**Exercise:** Only one stretch of the data below should be repeated: the lines from the line containing "filename afecciones-pg/src/reproject/mod.rs" through the line containing "(GRS80 ≈ WGS84).", inclusive, exactly as they are.

:: Data for this task

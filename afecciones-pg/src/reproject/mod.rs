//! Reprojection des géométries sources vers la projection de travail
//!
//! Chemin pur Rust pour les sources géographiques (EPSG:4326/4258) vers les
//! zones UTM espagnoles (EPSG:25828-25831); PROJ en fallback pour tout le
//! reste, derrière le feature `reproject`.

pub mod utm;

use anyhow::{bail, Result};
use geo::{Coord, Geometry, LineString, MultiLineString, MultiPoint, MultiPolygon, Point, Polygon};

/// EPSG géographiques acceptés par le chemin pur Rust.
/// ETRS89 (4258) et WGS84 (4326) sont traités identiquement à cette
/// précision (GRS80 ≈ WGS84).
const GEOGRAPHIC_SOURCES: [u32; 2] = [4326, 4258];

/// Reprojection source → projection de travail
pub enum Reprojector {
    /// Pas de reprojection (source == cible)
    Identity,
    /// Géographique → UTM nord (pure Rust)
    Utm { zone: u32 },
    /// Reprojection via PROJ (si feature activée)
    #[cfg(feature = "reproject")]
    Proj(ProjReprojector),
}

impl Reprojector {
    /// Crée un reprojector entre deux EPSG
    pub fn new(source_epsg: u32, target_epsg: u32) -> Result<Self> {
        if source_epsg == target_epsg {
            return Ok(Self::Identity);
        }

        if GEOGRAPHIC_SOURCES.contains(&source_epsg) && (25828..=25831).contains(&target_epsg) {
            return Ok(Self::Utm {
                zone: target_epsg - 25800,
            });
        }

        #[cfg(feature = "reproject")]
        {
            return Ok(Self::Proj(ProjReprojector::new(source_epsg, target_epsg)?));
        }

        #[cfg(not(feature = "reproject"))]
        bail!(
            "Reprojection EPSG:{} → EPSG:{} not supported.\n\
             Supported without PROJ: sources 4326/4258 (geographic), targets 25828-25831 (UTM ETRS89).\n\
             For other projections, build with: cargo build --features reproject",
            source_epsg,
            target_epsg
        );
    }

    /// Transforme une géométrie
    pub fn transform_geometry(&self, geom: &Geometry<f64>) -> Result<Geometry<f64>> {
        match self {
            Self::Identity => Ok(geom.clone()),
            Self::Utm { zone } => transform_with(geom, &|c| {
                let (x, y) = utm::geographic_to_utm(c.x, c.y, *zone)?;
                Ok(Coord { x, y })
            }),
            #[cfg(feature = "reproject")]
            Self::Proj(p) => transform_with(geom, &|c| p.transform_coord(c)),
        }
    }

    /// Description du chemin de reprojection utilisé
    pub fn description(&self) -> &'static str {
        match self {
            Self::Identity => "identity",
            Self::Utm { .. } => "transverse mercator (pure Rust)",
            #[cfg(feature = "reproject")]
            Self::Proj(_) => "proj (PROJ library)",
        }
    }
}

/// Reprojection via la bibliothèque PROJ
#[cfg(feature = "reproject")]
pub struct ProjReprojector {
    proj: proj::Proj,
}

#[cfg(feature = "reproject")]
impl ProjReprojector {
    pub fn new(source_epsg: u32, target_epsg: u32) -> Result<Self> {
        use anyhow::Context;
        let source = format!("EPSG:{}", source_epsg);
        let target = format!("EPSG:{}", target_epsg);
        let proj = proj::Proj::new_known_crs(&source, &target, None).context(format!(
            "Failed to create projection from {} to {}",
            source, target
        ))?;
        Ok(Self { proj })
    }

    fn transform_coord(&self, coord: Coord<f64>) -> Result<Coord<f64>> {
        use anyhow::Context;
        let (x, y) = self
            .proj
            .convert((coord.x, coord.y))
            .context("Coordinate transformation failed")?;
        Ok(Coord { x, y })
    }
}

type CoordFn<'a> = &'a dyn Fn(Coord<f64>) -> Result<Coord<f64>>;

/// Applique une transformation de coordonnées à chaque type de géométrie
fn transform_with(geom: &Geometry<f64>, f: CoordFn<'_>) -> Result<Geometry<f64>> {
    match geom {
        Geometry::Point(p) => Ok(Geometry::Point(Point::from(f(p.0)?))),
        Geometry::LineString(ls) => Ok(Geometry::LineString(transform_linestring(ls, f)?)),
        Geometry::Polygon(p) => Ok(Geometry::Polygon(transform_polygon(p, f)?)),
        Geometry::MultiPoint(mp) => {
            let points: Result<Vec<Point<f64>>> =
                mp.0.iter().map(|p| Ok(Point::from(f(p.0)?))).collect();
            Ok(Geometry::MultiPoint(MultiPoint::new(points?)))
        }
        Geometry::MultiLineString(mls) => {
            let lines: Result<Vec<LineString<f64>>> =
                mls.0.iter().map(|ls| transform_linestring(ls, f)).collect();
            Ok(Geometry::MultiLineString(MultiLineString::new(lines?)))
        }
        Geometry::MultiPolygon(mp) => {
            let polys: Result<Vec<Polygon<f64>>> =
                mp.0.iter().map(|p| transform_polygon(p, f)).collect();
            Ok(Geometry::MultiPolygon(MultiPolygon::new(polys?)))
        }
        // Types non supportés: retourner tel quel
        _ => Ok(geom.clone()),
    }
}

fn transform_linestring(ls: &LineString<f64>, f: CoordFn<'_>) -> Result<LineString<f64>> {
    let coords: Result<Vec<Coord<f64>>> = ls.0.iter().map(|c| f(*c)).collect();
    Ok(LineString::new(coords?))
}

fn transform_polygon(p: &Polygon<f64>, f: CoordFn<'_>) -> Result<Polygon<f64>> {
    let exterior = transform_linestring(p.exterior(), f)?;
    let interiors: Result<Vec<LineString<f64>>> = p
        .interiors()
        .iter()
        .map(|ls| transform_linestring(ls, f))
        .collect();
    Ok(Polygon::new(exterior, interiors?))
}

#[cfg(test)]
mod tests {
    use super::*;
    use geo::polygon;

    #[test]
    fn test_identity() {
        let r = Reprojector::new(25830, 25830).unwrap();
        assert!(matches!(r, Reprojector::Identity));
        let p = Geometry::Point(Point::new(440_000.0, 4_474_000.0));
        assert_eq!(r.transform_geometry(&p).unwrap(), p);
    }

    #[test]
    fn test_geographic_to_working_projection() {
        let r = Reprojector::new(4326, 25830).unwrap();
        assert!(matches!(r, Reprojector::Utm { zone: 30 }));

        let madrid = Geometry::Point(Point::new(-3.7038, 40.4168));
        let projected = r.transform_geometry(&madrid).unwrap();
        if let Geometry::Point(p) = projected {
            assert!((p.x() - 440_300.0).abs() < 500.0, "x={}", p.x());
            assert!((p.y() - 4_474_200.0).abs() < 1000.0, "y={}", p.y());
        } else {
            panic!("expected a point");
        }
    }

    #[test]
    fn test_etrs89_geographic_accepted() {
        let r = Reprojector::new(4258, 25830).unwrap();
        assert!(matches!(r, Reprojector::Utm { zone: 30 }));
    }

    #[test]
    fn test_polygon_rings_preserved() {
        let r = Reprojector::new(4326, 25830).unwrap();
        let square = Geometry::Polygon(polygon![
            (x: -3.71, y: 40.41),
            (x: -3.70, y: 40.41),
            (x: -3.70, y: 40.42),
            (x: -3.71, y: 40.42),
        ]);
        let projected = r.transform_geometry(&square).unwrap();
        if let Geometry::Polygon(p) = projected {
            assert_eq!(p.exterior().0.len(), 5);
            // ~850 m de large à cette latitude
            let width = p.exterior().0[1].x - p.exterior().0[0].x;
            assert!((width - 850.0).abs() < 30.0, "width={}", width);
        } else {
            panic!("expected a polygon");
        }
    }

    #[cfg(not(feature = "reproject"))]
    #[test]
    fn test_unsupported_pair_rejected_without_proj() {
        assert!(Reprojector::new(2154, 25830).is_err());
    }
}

::::
:: Data for this task

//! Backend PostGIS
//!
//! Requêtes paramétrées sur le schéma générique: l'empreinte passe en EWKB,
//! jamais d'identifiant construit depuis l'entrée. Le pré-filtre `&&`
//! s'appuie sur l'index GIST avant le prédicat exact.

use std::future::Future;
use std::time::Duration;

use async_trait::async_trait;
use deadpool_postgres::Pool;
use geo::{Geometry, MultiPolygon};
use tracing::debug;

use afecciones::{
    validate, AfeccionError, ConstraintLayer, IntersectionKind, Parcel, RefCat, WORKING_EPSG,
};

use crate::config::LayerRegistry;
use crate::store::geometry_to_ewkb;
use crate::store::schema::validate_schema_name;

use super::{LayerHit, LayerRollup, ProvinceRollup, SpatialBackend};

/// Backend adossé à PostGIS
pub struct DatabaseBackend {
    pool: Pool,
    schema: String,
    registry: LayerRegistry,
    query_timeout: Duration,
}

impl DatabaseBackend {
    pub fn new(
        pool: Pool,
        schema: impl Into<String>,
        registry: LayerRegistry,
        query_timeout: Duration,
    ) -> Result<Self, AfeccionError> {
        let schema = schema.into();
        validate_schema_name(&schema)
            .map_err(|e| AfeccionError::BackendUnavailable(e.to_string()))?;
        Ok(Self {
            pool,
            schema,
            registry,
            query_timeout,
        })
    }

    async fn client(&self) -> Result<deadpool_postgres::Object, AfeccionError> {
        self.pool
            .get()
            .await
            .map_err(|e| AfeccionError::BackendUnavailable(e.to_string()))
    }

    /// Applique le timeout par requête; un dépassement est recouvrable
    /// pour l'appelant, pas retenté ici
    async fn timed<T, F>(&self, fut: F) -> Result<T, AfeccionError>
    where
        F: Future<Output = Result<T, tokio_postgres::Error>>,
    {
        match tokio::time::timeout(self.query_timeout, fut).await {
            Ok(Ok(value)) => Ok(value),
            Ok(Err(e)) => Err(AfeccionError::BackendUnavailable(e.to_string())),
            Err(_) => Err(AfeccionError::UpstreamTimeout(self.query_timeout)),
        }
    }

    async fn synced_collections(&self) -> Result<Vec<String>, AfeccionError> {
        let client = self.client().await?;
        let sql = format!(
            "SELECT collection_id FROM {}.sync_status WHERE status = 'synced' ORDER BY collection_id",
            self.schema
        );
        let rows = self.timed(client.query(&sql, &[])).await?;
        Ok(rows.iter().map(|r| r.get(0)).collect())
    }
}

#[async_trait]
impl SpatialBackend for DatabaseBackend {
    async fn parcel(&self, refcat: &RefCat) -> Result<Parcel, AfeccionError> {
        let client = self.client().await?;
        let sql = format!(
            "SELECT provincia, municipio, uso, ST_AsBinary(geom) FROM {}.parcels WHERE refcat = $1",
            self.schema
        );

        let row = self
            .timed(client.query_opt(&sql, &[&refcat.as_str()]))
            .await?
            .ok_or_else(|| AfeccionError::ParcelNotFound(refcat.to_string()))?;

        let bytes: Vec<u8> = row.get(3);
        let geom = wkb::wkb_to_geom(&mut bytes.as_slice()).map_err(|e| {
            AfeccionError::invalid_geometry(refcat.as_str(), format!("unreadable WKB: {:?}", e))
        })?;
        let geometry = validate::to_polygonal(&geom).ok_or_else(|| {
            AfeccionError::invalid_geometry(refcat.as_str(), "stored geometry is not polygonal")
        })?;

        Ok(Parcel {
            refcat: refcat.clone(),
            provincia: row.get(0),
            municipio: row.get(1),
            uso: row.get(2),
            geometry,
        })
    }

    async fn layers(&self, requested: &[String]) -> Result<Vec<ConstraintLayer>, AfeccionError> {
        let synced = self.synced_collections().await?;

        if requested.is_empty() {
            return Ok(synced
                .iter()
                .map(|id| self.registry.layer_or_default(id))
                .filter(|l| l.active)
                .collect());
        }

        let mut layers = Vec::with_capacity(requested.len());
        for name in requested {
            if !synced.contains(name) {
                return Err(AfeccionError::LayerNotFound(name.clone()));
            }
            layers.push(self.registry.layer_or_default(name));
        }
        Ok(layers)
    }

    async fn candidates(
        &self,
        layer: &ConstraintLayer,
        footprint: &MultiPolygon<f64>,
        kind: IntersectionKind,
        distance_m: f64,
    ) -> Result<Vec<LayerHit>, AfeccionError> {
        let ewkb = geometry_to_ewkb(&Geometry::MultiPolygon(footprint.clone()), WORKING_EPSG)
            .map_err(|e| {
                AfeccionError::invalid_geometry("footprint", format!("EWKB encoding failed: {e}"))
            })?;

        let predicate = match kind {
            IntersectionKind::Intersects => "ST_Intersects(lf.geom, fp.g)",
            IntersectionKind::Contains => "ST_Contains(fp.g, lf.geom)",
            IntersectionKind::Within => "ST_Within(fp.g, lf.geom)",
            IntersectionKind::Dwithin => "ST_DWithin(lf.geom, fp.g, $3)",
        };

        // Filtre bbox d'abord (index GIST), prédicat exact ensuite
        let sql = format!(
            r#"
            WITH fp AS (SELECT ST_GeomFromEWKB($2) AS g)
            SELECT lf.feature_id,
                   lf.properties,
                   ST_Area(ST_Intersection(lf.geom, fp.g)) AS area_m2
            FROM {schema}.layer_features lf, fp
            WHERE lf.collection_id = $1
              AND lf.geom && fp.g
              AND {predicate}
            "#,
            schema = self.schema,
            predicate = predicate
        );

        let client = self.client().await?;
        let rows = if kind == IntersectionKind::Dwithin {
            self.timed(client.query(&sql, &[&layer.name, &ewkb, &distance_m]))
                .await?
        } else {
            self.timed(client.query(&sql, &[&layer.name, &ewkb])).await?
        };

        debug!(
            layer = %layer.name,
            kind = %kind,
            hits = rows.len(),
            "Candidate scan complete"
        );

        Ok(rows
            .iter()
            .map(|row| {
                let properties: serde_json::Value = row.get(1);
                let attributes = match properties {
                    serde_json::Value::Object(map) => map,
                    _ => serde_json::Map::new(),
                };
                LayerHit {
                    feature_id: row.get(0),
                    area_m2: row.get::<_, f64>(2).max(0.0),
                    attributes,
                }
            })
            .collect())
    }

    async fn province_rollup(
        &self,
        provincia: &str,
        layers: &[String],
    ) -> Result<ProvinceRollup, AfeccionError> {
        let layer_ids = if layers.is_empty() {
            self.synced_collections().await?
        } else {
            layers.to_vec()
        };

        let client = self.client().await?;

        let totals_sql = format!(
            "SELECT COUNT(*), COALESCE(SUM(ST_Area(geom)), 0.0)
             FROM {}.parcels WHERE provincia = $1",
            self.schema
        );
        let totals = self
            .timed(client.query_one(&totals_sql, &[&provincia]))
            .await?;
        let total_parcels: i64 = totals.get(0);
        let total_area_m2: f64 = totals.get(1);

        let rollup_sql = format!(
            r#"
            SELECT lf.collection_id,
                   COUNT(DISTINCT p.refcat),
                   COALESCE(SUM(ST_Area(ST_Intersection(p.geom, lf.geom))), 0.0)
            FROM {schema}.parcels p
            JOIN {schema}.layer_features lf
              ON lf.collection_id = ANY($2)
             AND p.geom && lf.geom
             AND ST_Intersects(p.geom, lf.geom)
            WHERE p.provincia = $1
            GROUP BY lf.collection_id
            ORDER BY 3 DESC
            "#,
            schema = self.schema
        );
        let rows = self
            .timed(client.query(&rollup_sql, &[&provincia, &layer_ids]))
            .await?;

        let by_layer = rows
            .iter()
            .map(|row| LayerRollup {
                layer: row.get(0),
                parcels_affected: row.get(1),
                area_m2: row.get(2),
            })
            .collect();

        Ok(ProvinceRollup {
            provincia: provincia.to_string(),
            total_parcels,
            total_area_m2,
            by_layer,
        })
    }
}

::::

**Solution:**
filename afecciones-pg/src/reproject/mod.rs
//! Reprojection des géométries sources vers la projection de travail
//!
//! Chemin pur Rust pour les sources géographiques (EPSG:4326/4258) vers les
//! zones UTM espagnoles (EPSG:25828-25831); PROJ en fallback pour tout le
//! reste, derrière le feature `reproject`.

pub mod utm;

use anyhow::{bail, Result};
use geo::{Coord, Geometry, LineString, MultiLineString, MultiPoint, MultiPolygon, Point, Polygon};

/// EPSG géographiques acceptés par le chemin pur Rust.
/// ETRS89 (4258) et WGS84 (4326) sont traités identiquement à cette
/// précision (GRS80 ≈ WGS84).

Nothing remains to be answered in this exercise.